## Exercise details
Send back the entries below exactly as they appear.

## Stored items
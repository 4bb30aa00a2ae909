//! Element slots the renderers write into.

use crate::render::canvas::Glow;
use crate::render::color::Color;
use crate::render::grid::GridContent;
use serde::Serialize;

/// Stroked arc whose visible length is set through a dash pattern.
#[derive(Clone, Debug, Default, PartialEq, Serialize)]
pub struct ArcElement {
    pub dash: Option<[f64; 2]>,
    pub stroke: Option<Color>,
    pub glow: Option<Glow>,
}

#[derive(Clone, Debug, Default, PartialEq, Eq, Serialize)]
pub struct TextElement {
    pub text: String,
}

impl TextElement {
    pub fn set(&mut self, text: impl Into<String>) {
        self.text = text.into();
    }
}

/// Container holding the device cards.
#[derive(Clone, Debug, Default, PartialEq, Serialize)]
pub struct CardContainer {
    pub content: GridContent,
}

/// Arc plus value label for one gauge. Either part may be missing from a layout.
#[derive(Clone, Debug, Default, PartialEq, Serialize)]
pub struct GaugeSlots {
    pub arc: Option<ArcElement>,
    pub label: Option<TextElement>,
}

impl GaugeSlots {
    pub fn present() -> Self {
        Self {
            arc: Some(ArcElement::default()),
            label: Some(TextElement::default()),
        }
    }

    pub fn missing() -> Self {
        Self::default()
    }
}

## Solution for this problem
repository 4bb30aa00a2ae909
//! Element slots the renderers write into.

use crate::render::canvas::Glow;
use crate::render::color::Color;
use crate::render::grid::GridContent;
use serde::Serialize;

/// Stroked arc whose visible length is set through a dash pattern.
#[derive(Clone, Debug, Default, PartialEq, Serialize)]
pub struct ArcElement {
    pub dash: Option<[f64; 2]>,
    pub stroke: Option<Color>,
    pub glow: Option<Glow>,
}

#[derive(Clone, Debug, Default, PartialEq, Eq, Serialize)]
pub struct TextElement {
    pub text: String,
}

impl TextElement {
    pub fn set(&mut self, text: impl Into<String>) {
        self.text = text.into();
    }
}

/// Container holding the device cards.
#[derive(Clone, Debug, Default, PartialEq, Serialize)]
pub struct CardContainer {
    pub content: GridContent,
}

/// Arc plus value label for one gauge. Either part may be missing from a layout.
#[derive(Clone, Debug, Default, PartialEq, Serialize)]
pub struct GaugeSlots {
    pub arc: Option<ArcElement>,
    pub label: Option<TextElement>,
}

impl GaugeSlots {
    pub fn present() -> Self {
        Self {
            arc: Some(ArcElement::default()),
            label: Some(TextElement::default()),
        }
    }

    pub fn missing() -> Self {
        Self::default()
    }
}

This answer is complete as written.